In later years Tsuji relocated to Massachusetts, where he worked for Walberg & Auge, a famed percussion retailer noted for their invention of the hi-hat. Modern Drummer magazine quoted Tsuji in their article on the history of the company, in which Tsuji noted the innovative nature of Harold Warburg, the company’s founder, and his invention of the hi-hat and wire brushes.

Tom Tsuji died on May 4, 2006 at the age of 88. Although he had been long inactive by the time of his passing, Tsuji’s record as a multi-talented performer and educator bears exploring. His active youth as a musician in the prewar years underscores the diverse interest in music — both jazz and classical — among Issei and Nisei and the artistic world created within prewar Japanese American communities.

Thanks to the publication of “Reminiscing in Swingtime,” George Yoshida’s 1997 study of Nisei in popular music, Tsuji’s work as a jazzman and his leadership in creating a music community within Tanforan and Topaz became better known.
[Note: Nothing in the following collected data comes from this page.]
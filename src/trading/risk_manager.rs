//! Risk managers: turn a signal plus account state into a sized order.
//!
//! Every variant is a pure function of its inputs. "No trade" is `Ok(None)`;
//! errors are reserved for malformed signals.

use std::collections::HashMap;

use anyhow::Result;
use rust_decimal::Decimal;
use rust_decimal_macros::dec;
use thiserror::Error;
use tracing::debug;

use super::config::{RiskConfig, SizingBase, SizingPolicy};
use crate::models::{OrderDirection, OrderEvent, OrderType, Position, SignalDirection, SignalEvent};

/// Malformed input to a risk manager.
#[derive(Debug, Error, PartialEq)]
pub enum RiskError {
    #[error("non-positive price {price} in signal for {symbol}")]
    InvalidPrice { symbol: String, price: Decimal },

    #[error("malformed signal: {0}")]
    InvalidSignal(String),
}

/// Converts signals into orders sized in base-asset units.
pub trait RiskManager: Send + Sync {
    fn evaluate(
        &self,
        signal: &SignalEvent,
        account_equity: Decimal,
        positions: &HashMap<String, Position>,
    ) -> Result<Option<OrderEvent>, RiskError>;

    fn name(&self) -> &'static str;
}

/// Limits shared by every sizing variant.
#[derive(Debug, Clone, PartialEq)]
pub struct OrderLimits {
    pub sizing_base: SizingBase,
    pub max_position_value: Decimal,
    pub min_notional: Decimal,
    pub lot_size: Decimal,
    pub limit_offset_bps: Option<Decimal>,
}

impl OrderLimits {
    fn from_config(config: &RiskConfig) -> Self {
        Self {
            sizing_base: config.sizing_base,
            max_position_value: config.max_position_value,
            min_notional: config.min_notional,
            lot_size: config.lot_size,
            limit_offset_bps: config.limit_offset_bps,
        }
    }

    /// Round a quantity down to the lot granularity. `None` on overflow.
    pub fn floor_to_lot(&self, quantity: Decimal) -> Option<Decimal> {
        if self.lot_size <= Decimal::ZERO {
            return Some(quantity);
        }
        quantity
            .checked_div(self.lot_size)?
            .floor()
            .checked_mul(self.lot_size)
    }
}

fn sizing_overflow(signal: &SignalEvent) -> RiskError {
    RiskError::InvalidSignal(format!("order size for {} overflows", signal.symbol))
}

/// Fixed fraction of equity per entry.
#[derive(Debug, Clone)]
pub struct EquityPercentageRiskManager {
    pub position_size_pct: Decimal,
    pub limits: OrderLimits,
}

impl RiskManager for EquityPercentageRiskManager {
    fn evaluate(
        &self,
        signal: &SignalEvent,
        account_equity: Decimal,
        positions: &HashMap<String, Position>,
    ) -> Result<Option<OrderEvent>, RiskError> {
        evaluate_with(&self.limits, signal, account_equity, positions, |equity| {
            equity.checked_mul(self.position_size_pct)
        })
    }

    fn name(&self) -> &'static str {
        "equity_percentage"
    }
}

/// Sizes so that hitting the stop loses `risk_per_trade_pct` of equity.
#[derive(Debug, Clone)]
pub struct RiskBasedRiskManager {
    pub risk_per_trade_pct: Decimal,
    pub stop_loss_pct: Decimal,
    pub limits: OrderLimits,
}

impl RiskManager for RiskBasedRiskManager {
    fn evaluate(
        &self,
        signal: &SignalEvent,
        account_equity: Decimal,
        positions: &HashMap<String, Position>,
    ) -> Result<Option<OrderEvent>, RiskError> {
        evaluate_with(&self.limits, signal, account_equity, positions, |equity| {
            if self.stop_loss_pct <= Decimal::ZERO {
                return Some(Decimal::ZERO);
            }
            equity
                .checked_mul(self.risk_per_trade_pct)?
                .checked_div(self.stop_loss_pct)
        })
    }

    fn name(&self) -> &'static str {
        "risk_based"
    }
}

/// Constant quantity per entry.
#[derive(Debug, Clone)]
pub struct FixedSizeRiskManager {
    pub quantity: Decimal,
    pub limits: OrderLimits,
}

impl RiskManager for FixedSizeRiskManager {
    fn evaluate(
        &self,
        signal: &SignalEvent,
        account_equity: Decimal,
        positions: &HashMap<String, Position>,
    ) -> Result<Option<OrderEvent>, RiskError> {
        let notional = self.quantity.checked_mul(signal.price);
        evaluate_with(&self.limits, signal, account_equity, positions, |_| notional)
    }

    fn name(&self) -> &'static str {
        "fixed_size"
    }
}

/// Portfolio-aware wrapper capping aggregate open notional across symbols.
pub struct ExposureCappedRiskManager<R> {
    inner: R,
    max_total_exposure: Decimal,
    limits: OrderLimits,
}

impl<R: RiskManager> ExposureCappedRiskManager<R> {
    pub fn new(inner: R, max_total_exposure: Decimal, limits: OrderLimits) -> Self {
        Self {
            inner,
            max_total_exposure,
            limits,
        }
    }
}

impl<R: RiskManager> RiskManager for ExposureCappedRiskManager<R> {
    fn evaluate(
        &self,
        signal: &SignalEvent,
        account_equity: Decimal,
        positions: &HashMap<String, Position>,
    ) -> Result<Option<OrderEvent>, RiskError> {
        let Some(mut order) = self.inner.evaluate(signal, account_equity, positions)? else {
            return Ok(None);
        };

        let existing = positions.get(&order.symbol);
        let existing_qty = existing.map(|p| p.quantity).unwrap_or(Decimal::ZERO);
        let opposes = !existing_qty.is_zero()
            && existing_qty.is_sign_negative() != order.direction.sign().is_sign_negative();

        let closing = if opposes {
            existing_qty.abs().min(order.quantity)
        } else {
            Decimal::ZERO
        };
        let opening = order.quantity - closing;
        if opening.is_zero() {
            // Pure reduction never adds exposure
            return Ok(Some(order));
        }

        let freed = existing.map(|p| p.avg_price * closing).unwrap_or(Decimal::ZERO);
        let exposure: Decimal = positions.values().map(Position::notional).sum::<Decimal>() - freed;
        let room = self.max_total_exposure - exposure;

        let mut allowed_open = if room > Decimal::ZERO {
            room.checked_div(order.price)
                .and_then(|quantity| self.limits.floor_to_lot(quantity))
                .ok_or_else(|| sizing_overflow(signal))?
                .min(opening)
        } else {
            Decimal::ZERO
        };
        if allowed_open
            .checked_mul(order.price)
            .map_or(true, |notional| notional < self.limits.min_notional)
        {
            allowed_open = Decimal::ZERO;
        }

        if allowed_open < opening {
            debug!(
                symbol = %order.symbol,
                exposure = %exposure,
                cap = %self.max_total_exposure,
                requested = %opening,
                allowed = %allowed_open,
                "Entry reduced by exposure cap"
            );
        }

        order.quantity = closing + allowed_open;
        if order.quantity.is_zero() {
            return Ok(None);
        }
        Ok(Some(order))
    }

    fn name(&self) -> &'static str {
        self.inner.name()
    }
}

/// Build the risk manager described by a config.
pub fn build_risk_manager(config: &RiskConfig) -> Result<Box<dyn RiskManager>> {
    config.validate()?;
    let limits = OrderLimits::from_config(config);

    let cap = config.max_total_exposure;

    let manager = match &config.policy {
        SizingPolicy::EquityPercentage { position_size_pct } => {
            let inner = EquityPercentageRiskManager {
                position_size_pct: *position_size_pct,
                limits: limits.clone(),
            };
            wrap(inner, cap, limits)
        }
        SizingPolicy::RiskBased {
            risk_per_trade_pct,
            stop_loss_pct,
        } => {
            let inner = RiskBasedRiskManager {
                risk_per_trade_pct: *risk_per_trade_pct,
                stop_loss_pct: *stop_loss_pct,
                limits: limits.clone(),
            };
            wrap(inner, cap, limits)
        }
        SizingPolicy::FixedSize { quantity } => {
            let inner = FixedSizeRiskManager {
                quantity: *quantity,
                limits: limits.clone(),
            };
            wrap(inner, cap, limits)
        }
    };

    Ok(manager)
}

fn wrap<R: RiskManager + 'static>(
    inner: R,
    cap: Option<Decimal>,
    limits: OrderLimits,
) -> Box<dyn RiskManager> {
    match cap {
        Some(cap) => Box::new(ExposureCappedRiskManager::new(inner, cap, limits)),
        None => Box::new(inner),
    }
}

/// Shared evaluation: validation, exits, reversals, caps and lot rounding.
/// `entry_value` maps the sizing equity to a target notional, `None` when the
/// arithmetic overflows.
fn evaluate_with(
    limits: &OrderLimits,
    signal: &SignalEvent,
    account_equity: Decimal,
    positions: &HashMap<String, Position>,
    entry_value: impl Fn(Decimal) -> Option<Decimal>,
) -> Result<Option<OrderEvent>, RiskError> {
    validate_signal(signal)?;

    let existing = positions.get(&signal.symbol).filter(|p| !p.quantity.is_zero());

    let direction = match signal.direction {
        SignalDirection::Exit => {
            return Ok(existing.map(|pos| {
                let direction = if pos.is_long() {
                    OrderDirection::Sell
                } else {
                    OrderDirection::Buy
                };
                build_order(limits, signal, direction, pos.quantity.abs())
            }));
        }
        SignalDirection::Long => OrderDirection::Buy,
        SignalDirection::Short => OrderDirection::Sell,
    };

    let Some(sizing_equity) = limits.sizing_base.sizing_equity(account_equity) else {
        debug!(symbol = %signal.symbol, equity = %account_equity, "Non-positive equity, skipping entry");
        return Ok(None);
    };

    let position_value = entry_value(sizing_equity)
        .ok_or_else(|| sizing_overflow(signal))?
        .min(limits.max_position_value);
    if position_value <= Decimal::ZERO || position_value < limits.min_notional {
        debug!(
            symbol = %signal.symbol,
            position_value = %position_value,
            min_notional = %limits.min_notional,
            "Entry below minimum notional, skipping"
        );
        return Ok(None);
    }

    let entry_quantity = position_value
        .checked_div(signal.price)
        .and_then(|quantity| limits.floor_to_lot(quantity))
        .ok_or_else(|| sizing_overflow(signal))?;
    if entry_quantity <= Decimal::ZERO {
        return Ok(None);
    }

    // Reversal: close the opposing leg and open the new one in a single order
    let closing_quantity = match existing {
        Some(pos) if pos.quantity.is_sign_negative() != direction.sign().is_sign_negative() => {
            pos.quantity.abs()
        }
        _ => Decimal::ZERO,
    };

    let quantity = entry_quantity
        .checked_add(closing_quantity)
        .ok_or_else(|| sizing_overflow(signal))?;
    Ok(Some(build_order(limits, signal, direction, quantity)))
}

fn validate_signal(signal: &SignalEvent) -> Result<(), RiskError> {
    if signal.symbol.trim().is_empty() {
        return Err(RiskError::InvalidSignal("empty symbol".to_string()));
    }
    if signal.price <= Decimal::ZERO {
        return Err(RiskError::InvalidPrice {
            symbol: signal.symbol.clone(),
            price: signal.price,
        });
    }
    if !signal.strength.is_finite() {
        return Err(RiskError::InvalidSignal(format!(
            "strength {} is not finite",
            signal.strength
        )));
    }
    Ok(())
}

fn build_order(
    limits: &OrderLimits,
    signal: &SignalEvent,
    direction: OrderDirection,
    quantity: Decimal,
) -> OrderEvent {
    let order_type = match limits.limit_offset_bps {
        Some(bps) => {
            let offset = signal.price * bps / dec!(10000);
            let price = match direction {
                OrderDirection::Buy => signal.price - offset,
                OrderDirection::Sell => signal.price + offset,
            };
            OrderType::Limit { price }
        }
        None => OrderType::Market,
    };

    OrderEvent {
        order_id: format!(
            "{}-{}-{}",
            signal.symbol,
            direction.as_str(),
            signal.timestamp.timestamp_millis()
        ),
        symbol: signal.symbol.clone(),
        order_type,
        direction,
        quantity,
        price: signal.price,
        timestamp: signal.timestamp,
    }
}
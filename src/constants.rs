//! Shared application-wide constants.
//! Centralizes tweakable values used across UI rendering and interactions.

// Node dimensions
/// Node box width in canvas units.
pub const NODE_WIDTH: f32 = 160.0;
/// Node box height in canvas units.
pub const NODE_HEIGHT: f32 = 80.0;
/// Corner radius for node rectangles (in pixels).
pub const NODE_CORNER_RADIUS: f32 = 6.0;

// Connection ports
/// Radius of the input/output port circles drawn on node edges.
pub const PORT_RADIUS: f32 = 6.0;
/// Hit-test radius around a port center. Larger than the visual radius so
/// ports are comfortable to click.
pub const PORT_HIT_RADIUS: f32 = 12.0;

// Grid/drawing
/// Grid cell size in canvas units.
pub const GRID_SIZE: f32 = 20.0;
/// Length of the arrowhead drawn at the target end of a connection.
pub const ARROW_SIZE: f32 = 9.0;
/// Length of each drawn segment of the dashed connection preview.
pub const PREVIEW_DASH_LENGTH: f32 = 5.0;
/// Gap between segments of the dashed connection preview.
pub const PREVIEW_GAP_LENGTH: f32 = 5.0;
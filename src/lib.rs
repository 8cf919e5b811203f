//! # Workflow Studio
//!
//! A visual designer for automation workflows: drag components from a library
//! onto a canvas, connect them left to right, and configure each one in a
//! properties panel. Supports five kinds of components:
//! - **Data Source**: pulls records from databases, APIs, files, or webhooks
//! - **Calculation Step**: derives values with sums, averages, counts, or formulas
//! - **Validation**: checks data quality and decides how errors are handled
//! - **Conditional Logic**: branches the flow on an expression
//! - **Output**: delivers results to a table, file, endpoint, or dashboard
//!
//! ## Features
//! - Drag-and-drop component creation with a live drag preview
//! - Click or drag from an output port to connect components
//! - Single selection with keyboard deletion and cascading edge cleanup
//! - Schema-driven configuration fields per component kind
//! - Save/run hand-off of the whole workflow as a JSON snapshot

#![warn(missing_docs)]
#![deny(unsafe_code)]

mod backend;
mod catalog;
mod constants;
mod editor;
mod geometry;
mod types;
mod ui;

// Re-export public types and functions
pub use backend::{BackendError, LogBackend, WorkflowBackend, WorkflowSnapshot};
pub use catalog::{CatalogEntry, FieldKind, FieldSpec};
pub use editor::{ConnectState, WorkflowEditor};
pub use types::{Node, NodeId, NodeKind, PropertyValue, WorkflowGraph};
pub use ui::StudioApp;

/// Runs the workflow studio with an empty canvas for a new workflow.
///
/// This function initializes the egui application window and starts the main
/// event loop.
///
/// # Returns
///
/// Returns `Ok(())` if the application runs successfully, or an
/// `eframe::Error` if initialization fails.
///
/// # Example
///
/// ```no_run
/// use workflow_studio::run_app;
///
/// fn main() -> Result<(), eframe::Error> {
///     run_app()
/// }
/// ```
pub fn run_app() -> Result<(), eframe::Error> {
    let options = eframe::NativeOptions::default();
    eframe::run_native(
        "Workflow Studio",
        options,
        Box::new(|_cc| Ok(Box::new(StudioApp::default()))),
    )
}

/// Runs the workflow studio editing an existing workflow.
///
/// # Arguments
///
/// * `workflow_id` - Identifier the backend knows the workflow by
/// * `name` - Display name shown in the header
/// * `snapshot` - Saved state to load into the editor
///
/// # Returns
///
/// Returns `Ok(())` if the application runs successfully, or an
/// `eframe::Error` if initialization fails.
pub fn run_app_with(
    workflow_id: String,
    name: String,
    snapshot: WorkflowSnapshot,
) -> Result<(), eframe::Error> {
    let options = eframe::NativeOptions::default();
    eframe::run_native(
        "Workflow Studio",
        options,
        Box::new(move |_cc| Ok(Box::new(StudioApp::open(workflow_id, name, snapshot)))),
    )
}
Yet Tsuji’s achievement is equally underlined by his career as a pioneering Nisei classical percussionist.

Greg Robinson, Ph.D., author of “By Order of the President: FDR and the Internment of Japanese Americans” and “A Tragedy of Democracy: Japanese Confinement in North America,” is a professor of history at l’Université du Québec À Montréal. He can be reached at robinson.greg@uqam.ca. The views expressed in the preceding column are not necessarily those of the Nichi Bei Weekly.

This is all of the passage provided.